Houtbay’den sonra yol biraz denizden uzaklaşarak içeri doğru girer ve sizi bi anda karşı tarafa sürükler. Karşı kıyıdan aşağı doğru ilerlerken SimonTown’dan geçeceksiniz. Burası da fotoğraf çekmeğe belki durup bir kahve içmeğe değecek, çok şirin bir kasaba..Burdan devam ederken yol üzerinde penguenleri görebileceğiniz tabelayı kaçırmayın.


Ümit burnu Cape of Good Hope ile başlayarak Point of Good Hope’a yani kıtanın en uç noktasına kadar gider. Cape of Good Hope’a arabanızı park edip fünikülerle çıkacaksınız. Üzerinize muhakak mont ya da rüzgarlık almanızı öneririm. Önü uçsuz bucaksız bir yer olduğu için inanılmaz rüzgarlı. Denizdeki dalga boylarının yüksekliği de hayret verici... Burada göreceğiniz fener Güney Afrikanın en güçlü ışığa sahip olan feneridir. Burdan Cape Point'e ilerlediğinizde yol üzerinde devekuşlarını görmeniz mümkün... Güney Afrika’nın en güney batı ucunda bulunduğunuzu belirten ve koordinatlarını gösteren yazının önünde mutlaka fotograf cektirin.
Burdan tekrar Capetown’a çıkarken HoutBay’daki Mariner’s Wharf’ta yemek yemeden önce SimonTown’dan biraz ileride Muizenberg’i göreceksiniz. Deniz kenarındaki renkli kulübeler genelde tüm Capetown’u anlatan kitaplara konu olmuştur, görülmesini tavsiye ederim.

Muizenberg



STELLENBOSCH

Stellenbosch Capetown’a 45 dakika uzaklıkta bir şarap cenneti. Capetown’a kadar gelmişken en az bir gününüzü bu muhteşem kasabayı gezmeye ayırın. Hele ki şarap içmeyi seviyorsanız yüzlerce şarap üretim tadım yerlerinden bir kaç tanesine muhakkak uğrayıp tadına bakın.

Franschoek Motor Museum

Çok az kişi burdan şarap almadan geri döner. Özel olarak tavsiye edeceğim iki yer var; biri Montagu yolu üzerinde şehrin biraz daha uzağında ama görülmeye değer Franschhoek Motor Museum.
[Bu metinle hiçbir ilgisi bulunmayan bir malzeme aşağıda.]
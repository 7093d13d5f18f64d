use std::collections::HashMap;

use crate::dto::application_dto::{BulkStatusUpdatePayload, BulkStatusUpdateResponse};
use crate::error::{Error, Result};
use crate::services::notification_service::StatusChangeEvent;
use crate::services::status_service::StatusService;
use sqlx::Row;
use uuid::Uuid;

/// Per-item plan for one bulk request. `to_change` gets the bulk write plus
/// a ledger entry and notification each; `unchanged` are loaded applications
/// already in the target status (suppressed no-ops); `skipped` are requested
/// ids that don't resolve to a live application.
#[derive(Debug, Default, PartialEq)]
struct BulkPlan {
    to_change: Vec<Uuid>,
    unchanged: Vec<Uuid>,
    skipped: Vec<Uuid>,
}

/// Pure partition of the requested ids against what actually loaded.
/// Duplicate request ids collapse to one occurrence.
fn plan_bulk(requested: &[Uuid], loaded: &HashMap<Uuid, i64>, target_status: i64) -> BulkPlan {
    let mut plan = BulkPlan::default();
    let mut seen = std::collections::HashSet::new();
    for id in requested {
        if !seen.insert(*id) {
            continue;
        }
        match loaded.get(id) {
            None => plan.skipped.push(*id),
            Some(current) if *current == target_status => plan.unchanged.push(*id),
            Some(_) => plan.to_change.push(*id),
        }
    }
    plan
}

/// Applies one transition to a batch of applications. Deliberately not a
/// wrapping transaction: the status update is a single bulk write, but
/// ledger entries and notifications are per-item and independent, so one
/// item's failure never rolls back the rest. A crash mid-batch leaves a
/// partial update applied; callers treat the aggregate counts as the source
/// of truth.
#[derive(Clone)]
pub struct BulkService {
    statuses: StatusService,
}

impl BulkService {
    pub fn new(statuses: StatusService) -> Self {
        Self { statuses }
    }

    pub async fn apply_bulk(
        &self,
        payload: &BulkStatusUpdatePayload,
        actor: Option<Uuid>,
    ) -> Result<BulkStatusUpdateResponse> {
        if payload.application_ids.is_empty() {
            return Err(Error::BadRequest(
                "application_ids must not be empty".to_string(),
            ));
        }

        let target = self.statuses.get_status(payload.status_id).await?;
        let pool = self.statuses.pool();

        let rows = sqlx::query(
            r#"
            SELECT id, status_id, candidate_id
            FROM job_applications
            WHERE id = ANY($1) AND NOT is_deleted
            "#,
        )
        .bind(&payload.application_ids)
        .fetch_all(pool)
        .await?;

        let mut current_status = HashMap::new();
        let mut candidates = HashMap::new();
        for row in &rows {
            let id: Uuid = row.try_get("id")?;
            let status_id: i64 = row.try_get("status_id")?;
            current_status.insert(id, status_id);
            candidates.insert(id, row.try_get::<Uuid, _>("candidate_id")?);
        }

        let plan = plan_bulk(&payload.application_ids, &current_status, target.id);

        if !plan.to_change.is_empty() {
            sqlx::query(
                r#"
                UPDATE job_applications
                SET status_id = $1, updated_at = NOW(), updated_by = $2
                WHERE id = ANY($3)
                "#,
            )
            .bind(target.id)
            .bind(actor)
            .bind(&plan.to_change)
            .execute(pool)
            .await?;
        }

        // Status labels resolved once; per-item work below must not fail the
        // batch, so errors are logged and the loop moves on.
        let mut label_cache: HashMap<i64, String> = HashMap::new();
        label_cache.insert(target.id, target.name.clone());

        for id in &plan.to_change {
            if let Err(e) = self
                .statuses
                .append_history(*id, target.id, actor, payload.note.clone())
                .await
            {
                tracing::error!(error = ?e, application_id = %id, "Bulk history append failed");
                continue;
            }

            let previous_id = current_status.get(id).copied().unwrap_or(target.id);
            let previous_name = match label_cache.get(&previous_id) {
                Some(name) => name.clone(),
                None => match self.statuses.get_status(previous_id).await {
                    Ok(status) => {
                        label_cache.insert(status.id, status.name.clone());
                        status.name
                    }
                    Err(e) => {
                        tracing::error!(error = ?e, application_id = %id, "Bulk status lookup failed");
                        continue;
                    }
                },
            };

            if let Some(candidate_id) = candidates.get(id) {
                self.statuses
                    .notifier()
                    .dispatch_status_change(StatusChangeEvent {
                        application_id: *id,
                        candidate_id: *candidate_id,
                        previous_status: previous_name,
                        new_status: target.name.clone(),
                    });
            }
        }

        Ok(BulkStatusUpdateResponse {
            updated_count: (plan.to_change.len() + plan.unchanged.len()) as i64,
            skipped_ids: plan.skipped,
        })
    }
}

#[cfg(test)]
mod tests {
    use super::*;

    fn ids(n: usize) -> Vec<Uuid> {
        (0..n).map(|_| Uuid::new_v4()).collect()
    }

    #[test]
    fn partitions_valid_missing_and_unchanged() {
        let requested = ids(3);
        let mut loaded = HashMap::new();
        loaded.insert(requested[0], 1);
        loaded.insert(requested[2], 2);
        // requested[1] does not exist

        let plan = plan_bulk(&requested, &loaded, 2);
        assert_eq!(plan.to_change, vec![requested[0]]);
        assert_eq!(plan.unchanged, vec![requested[2]]);
        assert_eq!(plan.skipped, vec![requested[1]]);
    }

    #[test]
    fn mixed_batch_counts_only_existing_ids() {
        // Three requested, one unknown: two count as updated, one skipped.
        let requested = ids(3);
        let mut loaded = HashMap::new();
        loaded.insert(requested[0], 1);
        loaded.insert(requested[2], 1);

        let plan = plan_bulk(&requested, &loaded, 7);
        assert_eq!(plan.to_change.len() + plan.unchanged.len(), 2);
        assert_eq!(plan.skipped, vec![requested[1]]);
    }

    #[test]
    fn duplicate_request_ids_collapse() {
        let id = Uuid::new_v4();
        let mut loaded = HashMap::new();
        loaded.insert(id, 1);

        let plan = plan_bulk(&[id, id, id], &loaded, 2);
        assert_eq!(plan.to_change, vec![id]);
        assert!(plan.unchanged.is_empty());
        assert!(plan.skipped.is_empty());
    }

    #[test]
    fn empty_load_skips_everything() {
        let requested = ids(2);
        let plan = plan_bulk(&requested, &HashMap::new(), 2);
        assert!(plan.to_change.is_empty());
        assert_eq!(plan.skipped, requested);
    }
}
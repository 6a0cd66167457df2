use parking_lot::Mutex;

use super::{ByteView, LruCache};

/// Mutex-guarded cache with lazy construction.
///
/// The underlying [`LruCache`] is built on the first insert, so a group that
/// never populates its cache pays nothing for it. Lookups before that first
/// insert miss without allocating.
pub struct SharedCache {
    max_bytes: usize,
    inner: Mutex<Option<LruCache>>,
}

impl SharedCache {
    pub fn new(max_bytes: usize) -> Self {
        Self {
            max_bytes,
            inner: Mutex::new(None),
        }
    }

    pub fn insert(&self, key: &str, value: ByteView) {
        let mut inner = self.inner.lock();
        inner
            .get_or_insert_with(|| LruCache::new(self.max_bytes))
            .insert(key, value);
    }

    pub fn get(&self, key: &str) -> Option<ByteView> {
        let mut inner = self.inner.lock();
        inner.as_mut()?.get(key)
    }

    /// Number of resident entries, zero before the first insert.
    pub fn len(&self) -> usize {
        self.inner.lock().as_ref().map_or(0, LruCache::len)
    }

    pub fn is_empty(&self) -> bool {
        self.len() == 0
    }

    /// Bytes charged against the budget, zero before the first insert.
    pub fn used_bytes(&self) -> usize {
        self.inner.lock().as_ref().map_or(0, LruCache::used_bytes)
    }
}
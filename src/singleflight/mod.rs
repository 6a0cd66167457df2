//! Request Coalescing Module
//!
//! Collapses concurrent loads of the same key into a single execution. The
//! first caller for a key becomes the leader and runs the work; everyone
//! else arriving while it is in flight waits on the same call and receives
//! a clone of the leader's outcome.
//!
//! ## Mechanism
//! - A mutex-guarded map holds one in-flight call per key. The mutex is
//!   only ever held to look up or edit the map, never across the work
//!   itself.
//! - Each call carries a write-once result slot and a notification latch.
//!   The leader publishes into the slot, wakes all waiters, and removes the
//!   map entry, so the next caller for the key starts a fresh call. No
//!   results are remembered here; caching outcomes is the caller's job.
//! - Entry removal is tied to a guard that runs on every leader exit path.
//!   The guard raises a durable "leader gone" flag before waking waiters;
//!   waiters re-check that flag (and the result slot) after every wake, so
//!   a notification fired before a waiter finished registering cannot be
//!   lost. A waiter that finds the flag raised with no result re-enters
//!   and elects a new leader.

use std::collections::hash_map::Entry;
use std::collections::HashMap;
use std::future::Future;
use std::sync::atomic::{AtomicBool, Ordering};
use std::sync::{Arc, OnceLock};

use parking_lot::Mutex;
use tokio::sync::Notify;

/// One in-flight load. Waiters hold the `Arc` directly, so a call stays
/// readable even after its map entry is gone.
struct Call<T> {
    result: OnceLock<T>,
    done: Notify,
    /// Raised when the leader exits, with or without a result. Unlike the
    /// notification, this survives being set while no waiter is registered.
    finished: AtomicBool,
}

impl<T> Call<T> {
    fn new() -> Self {
        Self {
            result: OnceLock::new(),
            done: Notify::new(),
            finished: AtomicBool::new(false),
        }
    }

    /// Waits until the call completes. `None` means the leader went away
    /// without publishing; the caller should start over.
    async fn wait(&self) -> Option<T>
    where
        T: Clone,
    {
        loop {
            if let Some(value) = self.result.get() {
                return Some(value.clone());
            }
            if self.finished.load(Ordering::Acquire) {
                // The leader is gone; whatever the slot holds is final.
                return self.result.get().cloned();
            }

            let notified = self.done.notified();
            tokio::pin!(notified);
            // Register before re-checking, so a completion between the
            // checks and the await cannot be missed.
            notified.as_mut().enable();
            if self.result.get().is_some() || self.finished.load(Ordering::Acquire) {
                continue;
            }
            notified.await;
        }
    }
}

/// Retires the call when the leader finishes, whether it published a result
/// or was torn down mid-flight: removes the map entry, raises the durable
/// flag, and wakes waiters.
struct CallGuard<'a, T> {
    flight: &'a SingleFlight<T>,
    key: String,
    call: Arc<Call<T>>,
}

impl<T> Drop for CallGuard<'_, T> {
    fn drop(&mut self) {
        let mut calls = self.flight.calls.lock();
        // Only retire our own entry; a successor call may already occupy
        // the slot if we were cancelled and another leader moved in.
        if let Some(current) = calls.get(&self.key) {
            if Arc::ptr_eq(current, &self.call) {
                calls.remove(&self.key);
            }
        }
        drop(calls);
        // Flag first, then wake: a waiter that misses the notification
        // still observes the flag on its next check.
        self.call.finished.store(true, Ordering::Release);
        self.call.done.notify_waiters();
    }
}

/// Deduplicates concurrent executions per key.
pub struct SingleFlight<T> {
    calls: Mutex<HashMap<String, Arc<Call<T>>>>,
}

impl<T> Default for SingleFlight<T> {
    fn default() -> Self {
        Self::new()
    }
}

impl<T> SingleFlight<T> {
    pub fn new() -> Self {
        Self {
            calls: Mutex::new(HashMap::new()),
        }
    }
}

impl<T: Clone> SingleFlight<T> {
    /// Runs `work` for `key` unless an identical call is already in flight,
    /// in which case the in-flight outcome is awaited and returned.
    pub async fn run<F, Fut>(&self, key: &str, work: F) -> T
    where
        F: FnOnce() -> Fut,
        Fut: Future<Output = T>,
    {
        let call = loop {
            let (call, leads) = {
                let mut calls = self.calls.lock();
                match calls.entry(key.to_string()) {
                    Entry::Occupied(entry) => (Arc::clone(entry.get()), false),
                    Entry::Vacant(entry) => {
                        let call = Arc::new(Call::new());
                        entry.insert(Arc::clone(&call));
                        (call, true)
                    }
                }
            };
            if leads {
                break call;
            }
            if let Some(value) = call.wait().await {
                return value;
            }
            // The leader vanished without a result; contend for the slot.
        };

        let guard = CallGuard {
            flight: self,
            key: key.to_string(),
            call: Arc::clone(&call),
        };
        let value = work().await;
        let _ = call.result.set(value.clone());
        drop(guard);
        value
    }

    /// Number of keys with a load currently in flight.
    pub fn in_flight(&self) -> usize {
        self.calls.lock().len()
    }
}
Burası hem şarap üretim ve tadım yeri, hem de özel bir koleksiyoncunun tamamı kendisine ait olan 1900'lu yılların başından itibaren günümüze kadar yapılmış 320 arabanın  sergilendiği motorlu taşıtlar müzesi.



Sam Amca'nın Dükkanı
Simonsig Şarap Evi
Diğer tavsiye edeceğim şarapevi, dünyaca ünlü bir  Güney Afrika şarap markası olan Simonsig. Aldığı ödüllerden oluşan dekoru ve aynı zamanda şık restaurantıyla görülmeye değer. Tadım esnasında beğendiğiniz şarapları restaurantta yemeginizin yanına da sipariş edebilirsiniz.
Şarap tadım yerlerini gezmekten sıkılınca şehrin merkezine Dorp Street’e inmenizi tavsiye ederim. Sağlı sollu butikler, yöresel afrika işi süs eşyaları satan mağazalar, birbirinden şık cafe ve restaurantlarla çok keyifle yürünecek bir cadde. Bu cadde üzerinde kitabın tavsiyesiyle gidip de beğendiğim orjinal bir mağaza var; "OOM SAMIE SE WINKEL" Sam Amcanın Dükkanı demek...Eğer Stellenbosch’ta bir gece kalabilecek kadar şanslıysanız; gece eğlenmeye oranın yerel bir barına gitmenizi tavsiye ederim. Sabah kahvaltısı için erken uyanın ve R 44 yolundan Betty's Bay'e doğru rotanızı çevirin.


Betty's Bay
 
Sahil boyunca sağınızda denizi takip ederek yaklaşık 40 dakikalık bir yolun sonunda Harold Porter Gardens (yolun sol tarafında tabelasını göreceksiniz) göreceksiniz.
Stony Point
Harold Porter Gardens

Olağanüstü atmosferi ve bitki örtüsünün güzelliği eşliğinde  kahvaltınızı edip, National Botanical Garden'ı ziyaret edin. Ordan çıktıktan sonra hemen yakınında bulunan StonyPoint'te Penguenleri görmenizi tavsiye ediyorum.




KNAYSNA - GARDEN ROUTE

Garden Route için her ne kadar Heidelberg'den başlar deseler de, bence Mossel Bayden itibaren sırasıyla Oudtshoorn, George, Knaysna, Plettenberg, Tsitsikamma asıl görülmesi gereken yerler arasında. Pek çok kitap bu hattın trenle yapılmasını tavsiye ediyor, eminim çok da güzel olur.
Bu rotayı yapmak için mümkün oldugu kadar havanın aydınlık saatlerini tercih etmelisiniz çünkü yol boyu göreceğiniz manzaralar birbirinden güzel ve durup fotoğraf çekmek isteyebileceğiniz güzel noktalar var.


Montagu Springs

 Bu hat geniş vakitte dura kalka, bazı yerlerde durup, konaklayarak en az 3 gününüzü ayırmanız gereken  bir yolculuktur. İster Capetown kıyılarından başlayıp, yolu uzatarak fakat daha deniz kenarından gezerek Mossel Bay'a ulaşın, ister bizim gibi hazır Stellenbosch'dayken ordan hareketle, yine görülmeye değer irili ufaklı Worcester, Montagu gibi birbirinden şirin kasabaları gezerek Swellendam'a kadar R60, sonrasında da Mosselbay'a kadar N2 karayolunu takipedin.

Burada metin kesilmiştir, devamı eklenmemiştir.